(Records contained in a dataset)
···

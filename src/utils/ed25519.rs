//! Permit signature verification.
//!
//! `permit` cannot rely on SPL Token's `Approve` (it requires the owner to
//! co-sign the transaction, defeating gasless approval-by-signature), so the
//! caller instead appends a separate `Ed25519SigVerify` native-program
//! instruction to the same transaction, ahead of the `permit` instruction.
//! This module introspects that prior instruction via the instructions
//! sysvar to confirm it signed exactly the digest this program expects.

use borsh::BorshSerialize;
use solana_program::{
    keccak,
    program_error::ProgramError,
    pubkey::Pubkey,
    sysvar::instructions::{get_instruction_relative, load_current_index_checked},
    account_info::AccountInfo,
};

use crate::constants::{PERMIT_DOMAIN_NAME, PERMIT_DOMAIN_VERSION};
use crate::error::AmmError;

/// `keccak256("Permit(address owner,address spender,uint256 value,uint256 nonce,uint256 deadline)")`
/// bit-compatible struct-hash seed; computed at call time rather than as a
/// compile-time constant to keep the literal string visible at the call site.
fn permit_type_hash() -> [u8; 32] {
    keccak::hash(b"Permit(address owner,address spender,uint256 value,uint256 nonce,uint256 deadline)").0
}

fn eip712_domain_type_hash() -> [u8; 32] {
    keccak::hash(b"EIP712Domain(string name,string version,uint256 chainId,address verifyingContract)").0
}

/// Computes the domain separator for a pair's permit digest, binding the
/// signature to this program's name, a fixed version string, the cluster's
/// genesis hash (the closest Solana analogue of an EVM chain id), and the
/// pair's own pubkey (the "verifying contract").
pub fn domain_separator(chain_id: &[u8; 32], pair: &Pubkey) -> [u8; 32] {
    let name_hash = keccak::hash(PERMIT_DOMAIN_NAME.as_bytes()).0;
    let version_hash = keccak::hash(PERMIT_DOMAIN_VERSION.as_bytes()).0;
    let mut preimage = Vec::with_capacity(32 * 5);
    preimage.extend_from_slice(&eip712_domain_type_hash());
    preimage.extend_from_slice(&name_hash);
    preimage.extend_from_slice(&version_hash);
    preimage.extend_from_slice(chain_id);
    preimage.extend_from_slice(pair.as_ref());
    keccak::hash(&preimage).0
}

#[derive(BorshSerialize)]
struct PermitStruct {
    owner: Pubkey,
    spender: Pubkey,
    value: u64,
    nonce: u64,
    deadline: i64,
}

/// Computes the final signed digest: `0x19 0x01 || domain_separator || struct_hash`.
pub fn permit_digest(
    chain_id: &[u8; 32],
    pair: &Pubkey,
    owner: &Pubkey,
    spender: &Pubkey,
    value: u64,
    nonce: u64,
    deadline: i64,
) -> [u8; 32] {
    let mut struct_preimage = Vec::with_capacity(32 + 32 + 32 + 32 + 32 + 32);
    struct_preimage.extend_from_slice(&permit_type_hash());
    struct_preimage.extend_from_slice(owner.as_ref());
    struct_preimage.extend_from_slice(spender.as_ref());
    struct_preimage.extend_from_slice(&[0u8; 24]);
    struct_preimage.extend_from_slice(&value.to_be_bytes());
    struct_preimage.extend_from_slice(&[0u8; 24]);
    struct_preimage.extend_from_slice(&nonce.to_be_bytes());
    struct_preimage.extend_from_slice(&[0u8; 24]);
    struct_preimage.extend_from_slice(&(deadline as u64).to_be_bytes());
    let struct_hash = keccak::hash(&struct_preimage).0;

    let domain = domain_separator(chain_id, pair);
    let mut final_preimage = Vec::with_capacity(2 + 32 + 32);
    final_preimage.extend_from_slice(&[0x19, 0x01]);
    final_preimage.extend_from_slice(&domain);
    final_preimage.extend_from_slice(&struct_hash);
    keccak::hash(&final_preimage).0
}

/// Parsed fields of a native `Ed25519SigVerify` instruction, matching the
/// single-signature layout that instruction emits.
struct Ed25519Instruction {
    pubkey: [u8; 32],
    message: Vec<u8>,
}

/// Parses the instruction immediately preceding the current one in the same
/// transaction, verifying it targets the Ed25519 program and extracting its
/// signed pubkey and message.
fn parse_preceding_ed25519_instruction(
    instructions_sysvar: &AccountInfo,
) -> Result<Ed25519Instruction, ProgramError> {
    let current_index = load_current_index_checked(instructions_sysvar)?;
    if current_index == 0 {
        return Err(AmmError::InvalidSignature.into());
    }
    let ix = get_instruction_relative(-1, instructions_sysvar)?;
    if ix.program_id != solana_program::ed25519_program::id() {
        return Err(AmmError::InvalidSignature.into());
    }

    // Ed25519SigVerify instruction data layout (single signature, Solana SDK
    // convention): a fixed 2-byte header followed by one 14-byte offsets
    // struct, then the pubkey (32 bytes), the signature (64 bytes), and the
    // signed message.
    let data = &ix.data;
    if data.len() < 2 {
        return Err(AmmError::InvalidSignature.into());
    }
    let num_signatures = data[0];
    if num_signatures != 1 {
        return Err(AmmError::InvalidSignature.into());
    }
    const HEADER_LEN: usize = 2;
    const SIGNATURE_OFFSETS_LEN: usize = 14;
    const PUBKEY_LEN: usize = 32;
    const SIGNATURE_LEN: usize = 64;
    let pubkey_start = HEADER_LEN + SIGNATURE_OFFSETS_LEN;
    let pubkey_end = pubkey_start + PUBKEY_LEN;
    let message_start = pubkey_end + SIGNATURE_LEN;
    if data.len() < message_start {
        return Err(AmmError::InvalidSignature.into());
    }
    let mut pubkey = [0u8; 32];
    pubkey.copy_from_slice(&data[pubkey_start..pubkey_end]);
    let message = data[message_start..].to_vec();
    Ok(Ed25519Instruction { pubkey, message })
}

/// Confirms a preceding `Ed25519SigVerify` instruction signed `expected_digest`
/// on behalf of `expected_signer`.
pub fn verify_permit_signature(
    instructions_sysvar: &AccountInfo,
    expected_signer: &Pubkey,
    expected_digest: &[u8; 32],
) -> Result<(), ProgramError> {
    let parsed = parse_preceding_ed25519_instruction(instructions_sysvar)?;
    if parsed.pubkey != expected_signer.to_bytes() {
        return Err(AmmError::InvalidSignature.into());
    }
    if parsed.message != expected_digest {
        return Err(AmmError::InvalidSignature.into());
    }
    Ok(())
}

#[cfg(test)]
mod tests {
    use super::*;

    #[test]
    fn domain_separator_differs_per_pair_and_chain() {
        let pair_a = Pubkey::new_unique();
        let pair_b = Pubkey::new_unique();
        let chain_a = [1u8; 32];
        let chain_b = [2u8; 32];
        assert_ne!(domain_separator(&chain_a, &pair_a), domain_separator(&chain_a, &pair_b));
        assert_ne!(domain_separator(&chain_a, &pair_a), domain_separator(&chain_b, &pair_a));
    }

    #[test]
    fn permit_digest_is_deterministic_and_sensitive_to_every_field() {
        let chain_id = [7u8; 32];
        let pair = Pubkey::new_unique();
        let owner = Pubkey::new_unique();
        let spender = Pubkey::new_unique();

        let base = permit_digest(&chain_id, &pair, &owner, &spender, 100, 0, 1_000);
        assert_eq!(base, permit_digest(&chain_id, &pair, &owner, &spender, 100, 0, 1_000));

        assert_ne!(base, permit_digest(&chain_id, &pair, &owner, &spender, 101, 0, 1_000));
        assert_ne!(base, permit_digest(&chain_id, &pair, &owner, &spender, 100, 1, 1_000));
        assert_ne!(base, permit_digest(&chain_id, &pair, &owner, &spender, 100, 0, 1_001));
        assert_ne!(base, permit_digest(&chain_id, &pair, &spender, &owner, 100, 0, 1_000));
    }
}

···

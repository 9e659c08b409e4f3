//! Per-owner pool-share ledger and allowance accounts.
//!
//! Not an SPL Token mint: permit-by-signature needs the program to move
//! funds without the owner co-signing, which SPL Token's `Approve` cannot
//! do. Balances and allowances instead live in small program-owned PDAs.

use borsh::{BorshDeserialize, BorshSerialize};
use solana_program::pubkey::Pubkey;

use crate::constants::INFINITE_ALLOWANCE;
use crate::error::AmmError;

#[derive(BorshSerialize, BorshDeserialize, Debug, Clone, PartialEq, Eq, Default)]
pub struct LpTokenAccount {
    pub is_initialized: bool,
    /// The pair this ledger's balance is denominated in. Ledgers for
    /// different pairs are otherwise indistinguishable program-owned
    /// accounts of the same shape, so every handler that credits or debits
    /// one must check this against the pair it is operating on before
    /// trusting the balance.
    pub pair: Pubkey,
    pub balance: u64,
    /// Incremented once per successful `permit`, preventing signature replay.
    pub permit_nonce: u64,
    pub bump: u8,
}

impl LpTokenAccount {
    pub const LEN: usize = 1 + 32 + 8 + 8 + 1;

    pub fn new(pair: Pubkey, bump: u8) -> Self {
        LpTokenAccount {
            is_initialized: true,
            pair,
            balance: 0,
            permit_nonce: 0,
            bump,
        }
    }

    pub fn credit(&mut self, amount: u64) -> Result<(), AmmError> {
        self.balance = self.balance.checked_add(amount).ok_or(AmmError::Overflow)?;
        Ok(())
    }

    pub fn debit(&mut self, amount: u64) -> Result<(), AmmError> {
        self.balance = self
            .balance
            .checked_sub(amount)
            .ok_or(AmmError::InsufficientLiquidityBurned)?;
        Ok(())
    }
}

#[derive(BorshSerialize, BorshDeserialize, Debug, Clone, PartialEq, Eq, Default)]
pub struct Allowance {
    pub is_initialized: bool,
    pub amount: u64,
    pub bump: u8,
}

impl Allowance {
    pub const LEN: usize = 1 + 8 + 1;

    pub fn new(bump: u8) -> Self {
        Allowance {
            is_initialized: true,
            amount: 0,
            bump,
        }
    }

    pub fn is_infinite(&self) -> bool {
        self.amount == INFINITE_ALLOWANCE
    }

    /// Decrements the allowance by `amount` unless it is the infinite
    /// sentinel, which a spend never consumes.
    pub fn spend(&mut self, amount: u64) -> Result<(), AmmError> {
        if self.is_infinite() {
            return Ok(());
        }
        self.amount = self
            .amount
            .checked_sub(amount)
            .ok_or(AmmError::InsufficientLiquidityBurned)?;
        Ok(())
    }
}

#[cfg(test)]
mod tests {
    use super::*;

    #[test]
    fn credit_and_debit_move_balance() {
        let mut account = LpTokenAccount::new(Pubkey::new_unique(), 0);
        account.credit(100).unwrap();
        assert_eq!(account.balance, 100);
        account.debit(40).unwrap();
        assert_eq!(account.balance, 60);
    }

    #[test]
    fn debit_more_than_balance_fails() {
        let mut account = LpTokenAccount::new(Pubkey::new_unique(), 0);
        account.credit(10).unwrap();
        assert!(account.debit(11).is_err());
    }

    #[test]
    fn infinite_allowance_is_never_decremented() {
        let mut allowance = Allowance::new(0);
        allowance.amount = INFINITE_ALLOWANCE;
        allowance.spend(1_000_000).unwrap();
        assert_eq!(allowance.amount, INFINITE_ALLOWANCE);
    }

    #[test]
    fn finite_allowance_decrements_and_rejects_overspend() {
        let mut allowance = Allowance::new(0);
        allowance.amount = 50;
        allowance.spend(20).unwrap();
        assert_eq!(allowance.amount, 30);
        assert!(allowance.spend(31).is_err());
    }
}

···

*Work task*. Return every line holding the word "transaction" from the records.

*Response area*.
//! co-sign the transaction, defeating gasless approval-by-signature), so the
//! instruction to the same transaction, ahead of the `permit` instruction.
/// transaction, verifying it targets the Ed25519 program and extracting its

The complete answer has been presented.